While each of Beveridge’s “Five Giants” — want, disease, ignorance, squalor and idleness — remains unslain, one in particular retains the power to cripple entire nations with the stroke of a pen. The past three years have revealed many things, the most disturbing being the extent to which Beveridge’s notion of public health has been perverted. Not only is the NHS falling short of its original aim of providing free and adequate healthcare for all, but, as something meant to liberate human beings from the threat of disease, public health is slowly being transformed into an instrument of social control.
As new authentication and surveillance technologies, such as vaccine passports and track-and-trace apps, were rolled out during the pandemic, civil rights organisations and activists raised the question of mission creep — that is, the likelihood of governments clinging on to these technologies and using them for unanticipated ends, heralding a new era of normalised state surveillance.
Even the United Nations warned that the potential for abuse was high and that “what is justified during an emergency now may become normalised once the crisis has passed”. Some went even further, claiming that the pandemic was being deliberately exploited by global elites to usher in a “great reset” of human societies — a shift towards an increasingly propertyless, cashless, ultra-digitalised economy.
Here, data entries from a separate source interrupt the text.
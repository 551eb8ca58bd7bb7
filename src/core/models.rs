// src/core/models.rs

use std::fmt;
use std::str::FromStr;
use std::time::Duration;

use chrono::{DateTime, Utc};
use once_cell::sync::Lazy;
use regex::Regex;
use serde::{Deserialize, Deserializer, Serialize, Serializer};
use strum::{Display, EnumIter, EnumString};

use crate::core::errors::ModelError;

// --- Scan Lifecycle ---

/// The lifecycle state of a scan, as written by the backend executor.
///
/// `Pending` and `Running` both mean "still scanning". `Success`, `Error`, `Failed` and
/// `Cancelled` are terminal: once one of them is observed the scan never changes again.
///
/// Some executors write `processing` for a running scan and `completed` for a scan that
/// finished without rows; both decode to their usual counterpart.
#[derive(Debug, Clone, Copy, PartialEq, Eq, Hash, Serialize, Deserialize, Display, EnumString, EnumIter)]
#[serde(rename_all = "lowercase")]
#[strum(serialize_all = "lowercase", ascii_case_insensitive)]
pub enum ScanStatus {
    Pending,
    #[serde(alias = "processing")]
    #[strum(to_string = "running", serialize = "processing")]
    Running,
    #[serde(alias = "completed")]
    #[strum(to_string = "success", serialize = "completed")]
    Success,
    Error,
    Failed,
    /// Stopped on the backend before it finished. Terminal, without results.
    Cancelled,
}

impl ScanStatus {
    pub fn is_terminal(self) -> bool {
        !matches!(self, ScanStatus::Pending | ScanStatus::Running)
    }

    /// Only a successful scan has result collections worth fetching.
    pub fn unlocks_results(self) -> bool {
        self == ScanStatus::Success
    }

    pub fn is_failure(self) -> bool {
        matches!(self, ScanStatus::Error | ScanStatus::Failed)
    }
}

// A single invocation of an external tool against a scope target.
#[derive(Debug, Clone, PartialEq, Serialize, Deserialize)]
pub struct ScanRecord {
    pub scan_id: String,
    #[serde(default, skip_serializing_if = "Option::is_none")]
    pub scope_target_id: Option<String>,
    pub status: ScanStatus,
    pub created_at: DateTime<Utc>,
    #[serde(
        default,
        deserialize_with = "deserialize_execution_time",
        serialize_with = "serialize_execution_time",
        skip_serializing_if = "Option::is_none"
    )]
    pub execution_time: Option<Duration>,
    #[serde(default, skip_serializing_if = "Option::is_none")]
    pub error: Option<String>,
}

/// Returns the newest scan of a history; every older one is superseded by it.
/// On equal timestamps the later entry of the list wins.
pub fn latest_scan(scans: &[ScanRecord]) -> Option<&ScanRecord> {
    scans.iter().max_by_key(|scan| scan.created_at)
}

// Body of `POST /{tool}/run/{scope_target_id}`.
#[derive(Debug, Clone, Default, PartialEq, Serialize, Deserialize)]
pub struct ScanParams {
    #[serde(default, skip_serializing_if = "Vec::is_empty")]
    pub domains: Vec<String>,
    /// Tool-specific parameters, sent alongside `domains` at the top level.
    #[serde(flatten)]
    pub extra: serde_json::Map<String, serde_json::Value>,
}

impl ScanParams {
    pub fn with_domains<I, S>(domains: I) -> Self
    where
        I: IntoIterator<Item = S>,
        S: Into<String>,
    {
        Self {
            domains: domains.into_iter().map(Into::into).collect(),
            extra: serde_json::Map::new(),
        }
    }
}

#[derive(Debug, Clone, Deserialize)]
pub struct CreatedScan {
    pub scan_id: String,
}

// --- Tools and Targets ---

static TOOL_NAME: Lazy<Regex> = Lazy::new(|| {
    Regex::new(r"^[a-z0-9][a-z0-9_-]*$").expect("tool name pattern is valid")
});

/// Name of an external reconnaissance tool (`amass`, `dnsx`, `httpx`, ...).
///
/// The name is used verbatim as a URL path segment, so it is restricted to a
/// conservative character set.
#[derive(Debug, Clone, PartialEq, Eq, Hash)]
pub struct Tool(String);

impl Tool {
    pub fn new(name: &str) -> Result<Self, ModelError> {
        let name = name.trim();
        if TOOL_NAME.is_match(name) {
            Ok(Tool(name.to_string()))
        } else {
            Err(ModelError::InvalidTool(name.to_string()))
        }
    }

    pub fn as_str(&self) -> &str {
        &self.0
    }
}

impl FromStr for Tool {
    type Err = ModelError;

    fn from_str(s: &str) -> Result<Self, Self::Err> {
        Tool::new(s)
    }
}

impl fmt::Display for Tool {
    fn fmt(&self, f: &mut fmt::Formatter<'_>) -> fmt::Result {
        f.write_str(&self.0)
    }
}

#[derive(Debug, Clone, PartialEq, Serialize, Deserialize)]
pub struct ScopeTarget {
    #[serde(default, skip_serializing_if = "Option::is_none")]
    pub id: Option<String>,
    pub scope_target: String,
    #[serde(rename = "type")]
    pub target_type: String,
    #[serde(default, skip_serializing_if = "Option::is_none")]
    pub mode: Option<String>,
}

// --- Result Collections ---

/// DNS record tag. Anything outside the known set is kept verbatim in `Other`.
#[derive(Debug, Clone, PartialEq, Eq, Hash, Serialize, Deserialize, EnumString)]
#[serde(from = "String", into = "String")]
#[strum(ascii_case_insensitive)]
pub enum RecordType {
    A,
    Aaaa,
    Cname,
    Mx,
    Ns,
    Txt,
    Ptr,
    Srv,
    #[strum(disabled)]
    Other(String),
}

impl RecordType {
    pub fn as_str(&self) -> &str {
        match self {
            RecordType::A => "A",
            RecordType::Aaaa => "AAAA",
            RecordType::Cname => "CNAME",
            RecordType::Mx => "MX",
            RecordType::Ns => "NS",
            RecordType::Txt => "TXT",
            RecordType::Ptr => "PTR",
            RecordType::Srv => "SRV",
            RecordType::Other(raw) => raw,
        }
    }
}

impl From<String> for RecordType {
    fn from(raw: String) -> Self {
        raw.trim().parse().unwrap_or(RecordType::Other(raw))
    }
}

impl From<RecordType> for String {
    fn from(value: RecordType) -> Self {
        value.as_str().to_string()
    }
}

impl fmt::Display for RecordType {
    fn fmt(&self, f: &mut fmt::Formatter<'_>) -> fmt::Result {
        f.write_str(self.as_str())
    }
}

/// Cloud provider a discovered domain belongs to.
#[derive(Debug, Clone, PartialEq, Eq, Hash, Serialize, Deserialize, EnumString)]
#[serde(from = "String", into = "String")]
#[strum(serialize_all = "lowercase", ascii_case_insensitive)]
pub enum CloudProvider {
    Aws,
    Gcp,
    Azure,
    #[strum(disabled)]
    Other(String),
}

impl CloudProvider {
    pub fn as_str(&self) -> &str {
        match self {
            CloudProvider::Aws => "aws",
            CloudProvider::Gcp => "gcp",
            CloudProvider::Azure => "azure",
            CloudProvider::Other(raw) => raw,
        }
    }
}

impl From<String> for CloudProvider {
    fn from(raw: String) -> Self {
        raw.trim().parse().unwrap_or(CloudProvider::Other(raw))
    }
}

impl From<CloudProvider> for String {
    fn from(value: CloudProvider) -> Self {
        value.as_str().to_string()
    }
}

impl fmt::Display for CloudProvider {
    fn fmt(&self, f: &mut fmt::Formatter<'_>) -> fmt::Result {
        f.write_str(self.as_str())
    }
}

// The backend names the tag `record_type` on DNS rows and `type` on cloud rows, and
// occasionally swaps them. Both spellings are accepted on both kinds.
#[derive(Debug, Clone, PartialEq, Serialize, Deserialize)]
pub struct DnsRecord {
    pub domain: String,
    #[serde(alias = "type")]
    pub record_type: RecordType,
    pub record: String,
    pub created_at: DateTime<Utc>,
}

#[derive(Debug, Clone, PartialEq, Serialize, Deserialize)]
pub struct CloudDomain {
    pub domain: String,
    #[serde(rename = "type", alias = "record_type")]
    pub provider: CloudProvider,
    pub created_at: DateTime<Utc>,
}

#[derive(Debug, Clone, PartialEq, Serialize, Deserialize)]
pub struct RawResult {
    pub domain: String,
    pub raw_output: String,
    pub created_at: DateTime<Utc>,
}

// --- Execution Time ---

// The backend reports execution time either as seconds or as a duration string
// such as "1m2.5s". Values that match neither shape decode as `None`.
fn deserialize_execution_time<'de, D>(deserializer: D) -> Result<Option<Duration>, D::Error>
where
    D: Deserializer<'de>,
{
    let raw = Option::<serde_json::Value>::deserialize(deserializer)?;
    Ok(match raw {
        Some(serde_json::Value::Number(n)) => n.as_f64().and_then(seconds_to_duration),
        Some(serde_json::Value::String(s)) => parse_duration_str(&s),
        _ => None,
    })
}

fn serialize_execution_time<S>(value: &Option<Duration>, serializer: S) -> Result<S::Ok, S::Error>
where
    S: Serializer,
{
    match value {
        Some(d) => serializer.serialize_f64(d.as_secs_f64()),
        None => serializer.serialize_none(),
    }
}

// Negative, NaN and out-of-range values yield `None`.
fn seconds_to_duration(secs: f64) -> Option<Duration> {
    Duration::try_from_secs_f64(secs).ok()
}

/// Parses a plain number of seconds or a compound duration like `1h2m3.5s`, `450ms`.
pub fn parse_duration_str(input: &str) -> Option<Duration> {
    let input = input.trim();
    if input.is_empty() {
        return None;
    }
    if let Ok(secs) = input.parse::<f64>() {
        return seconds_to_duration(secs);
    }

    let is_number = |c: char| c.is_ascii_digit() || c == '.';
    let mut total = 0.0_f64;
    let mut rest = input;
    while !rest.is_empty() {
        let number_end = rest.find(|c: char| !is_number(c)).unwrap_or(rest.len());
        if number_end == 0 {
            return None;
        }
        let value: f64 = rest[..number_end].parse().ok()?;
        rest = &rest[number_end..];

        let unit_end = rest.find(is_number).unwrap_or(rest.len());
        let factor = match &rest[..unit_end] {
            "h" => 3600.0,
            "m" => 60.0,
            "s" => 1.0,
            "ms" => 1e-3,
            "us" | "µs" => 1e-6,
            "ns" => 1e-9,
            _ => return None,
        };
        total += value * factor;
        rest = &rest[unit_end..];
    }
    seconds_to_duration(total)
}

/// Short human form used by the UI: `4.2s`, `3m 07s`, `1h 02m 03s`.
pub fn format_duration(duration: Duration) -> String {
    let secs = duration.as_secs();
    if secs >= 3600 {
        format!("{}h {:02}m {:02}s", secs / 3600, (secs % 3600) / 60, secs % 60)
    } else if secs >= 60 {
        format!("{}m {:02}s", secs / 60, secs % 60)
    } else {
        format!("{:.1}s", duration.as_secs_f64())
    }
}
// src/ui/widgets/status_view.rs

use crate::app::{App, AppState};
use ratatui::{
    prelude::*,
    widgets::{Block, Borders, List, ListItem, Paragraph, Wrap},
};
use scanwatch::core::models::{format_duration, ScanStatus};

const SPINNER: [&str; 10] = ["⠋", "⠙", "⠹", "⠸", "⠼", "⠴", "⠦", "⠧", "⠇", "⠏"];

fn status_style(status: ScanStatus) -> Style {
    match status {
        ScanStatus::Pending => Style::default().fg(Color::DarkGray),
        ScanStatus::Running => Style::default().fg(Color::Cyan),
        ScanStatus::Success => Style::default().fg(Color::Green).bold(),
        ScanStatus::Error | ScanStatus::Failed => Style::default().fg(Color::Red).bold(),
        ScanStatus::Cancelled => Style::default().fg(Color::Yellow),
    }
}

/// Renders the header with the watched scan's live record.
pub fn render_status(frame: &mut Frame, app: &App, area: Rect) {
    let block = Block::default().borders(Borders::ALL).title(format!("Scan ({})", app.tool));
    let mut lines = Vec::new();

    let target = match &app.scope_target {
        Some(t) => format!("{} ({})", t.scope_target, t.target_type),
        None => "-".to_string(),
    };
    lines.push(Line::from(vec![Span::raw("Target: "), Span::styled(target, Style::default().bold())]));

    match &app.record {
        Some(record) => {
            let mut spans = vec![
                Span::raw("Scan "),
                Span::styled(record.scan_id.clone(), Style::default().fg(Color::Yellow)),
                Span::raw("  "),
            ];
            if app.state.is_active() {
                spans.push(Span::raw(format!("{} ", SPINNER[app.spinner % SPINNER.len()])));
            }
            spans.push(Span::styled(record.status.to_string(), status_style(record.status)));
            if let Some(elapsed) = record.execution_time {
                spans.push(Span::raw(format!("  in {}", format_duration(elapsed))));
            }
            lines.push(Line::from(spans));
        }
        None => lines.push(Line::from(format!("{} Starting...", SPINNER[app.spinner % SPINNER.len()]))),
    }

    match &app.state {
        AppState::Failed(reason) => {
            lines.push(Line::from(Span::styled(reason.clone(), Style::default().fg(Color::Red))));
        }
        AppState::Cancelled => {
            lines.push(Line::from(Span::styled("Watching cancelled.", Style::default().fg(Color::Yellow))));
        }
        _ => {
            if let Some(err) = &app.last_error {
                lines.push(Line::from(Span::styled(err.clone(), Style::default().fg(Color::Yellow))));
            }
        }
    }

    let paragraph = Paragraph::new(lines).block(block).wrap(Wrap { trim: true });
    frame.render_widget(paragraph, area);
}

/// Renders the scope target's scan history, newest first. The watched scan is highlighted.
pub fn render_history(frame: &mut Frame, app: &App, area: Rect) {
    let current = app.record.as_ref().map(|r| r.scan_id.as_str());
    let items: Vec<ListItem> = app
        .history
        .iter()
        .map(|scan| {
            let elapsed = scan.execution_time.map(format_duration).unwrap_or_default();
            let marker = if Some(scan.scan_id.as_str()) == current { "> " } else { "  " };
            ListItem::new(Line::from(vec![
                Span::raw(marker),
                Span::styled(
                    scan.created_at.format("%Y-%m-%d %H:%M").to_string(),
                    Style::default().fg(Color::DarkGray),
                ),
                Span::raw(" "),
                Span::styled(format!("{:<8}", scan.status.to_string()), status_style(scan.status)),
                Span::raw(elapsed),
            ]))
        })
        .collect();

    let list = List::new(items).block(Block::default().borders(Borders::ALL).title("History"));
    frame.render_widget(list, area);
}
At the time, such concerns were dismissed as groundless conspiracy theories. And yet, like so many other claims that were initially ridiculed and censored only to be proven correct over time, events are corroborating many of these fears.
Following the recent G20 meeting in Bali, the leaders of the world’s largest economies issued a joint declarationthat, among other things, called for the establishment of a global vaccine passport and digital health ID scheme. The statement reads: “We acknowledge the importance of shared technical standards and verification methods, under the framework of the IHR (2005), to facilitate seamless international travel, interoperability, and recognising digital solutions and non-digital solutions, including proof of vaccinations.”
The International Health Regulations (IHR) 2005 are a legally binding agreement of 196 countries developed under the auspices of the World Health Organization.
The IHR, which entered into force in 2007, required countries to strengthen surveillance capacities at border crossings and introduced a series of health documents, including international certificates of vaccination.
The G20 leaders further stated: “We support continued international dialogue and collaboration on the establishment of trusted global digital health networks as part of the efforts to strengthen prevention and response to future pandemics, that should capitalise and build on the success of the existing standards and digital Covid-19 certificates.”
During the Business 20 (B20) panel held ahead of the G20 summit, Indonesia’s Minister of Health Budi Gunadi Sadikin made the same recommendation in even starker terms: “Let’s have a digital health certificate acknowledged by WHO — if you have been vaccinated or tested properly, then you can move around.”
In a 132-page document that contains a series of recommendations for the G20, the B20 urged the widespread adoption of digital Covid-19 certificates that would be part of a “technology-enabled ‘always-on’ global health infrastructure”.
Sadikin added that G20 countries have agreed to the proposal and now plan to introduce it as a revision to the IHR framework at the next World Health Assembly, scheduled for May 2023 in Geneva.
The idea is that the WHO should be given legally binding powers to implement such measures in the future. This is an attempt to revamp the WHO’s so-called international pandemic treaty — an effort to give it sweeping powersto dictate public health measures to countries with the full backing of international law, potentially overriding their national sovereignty.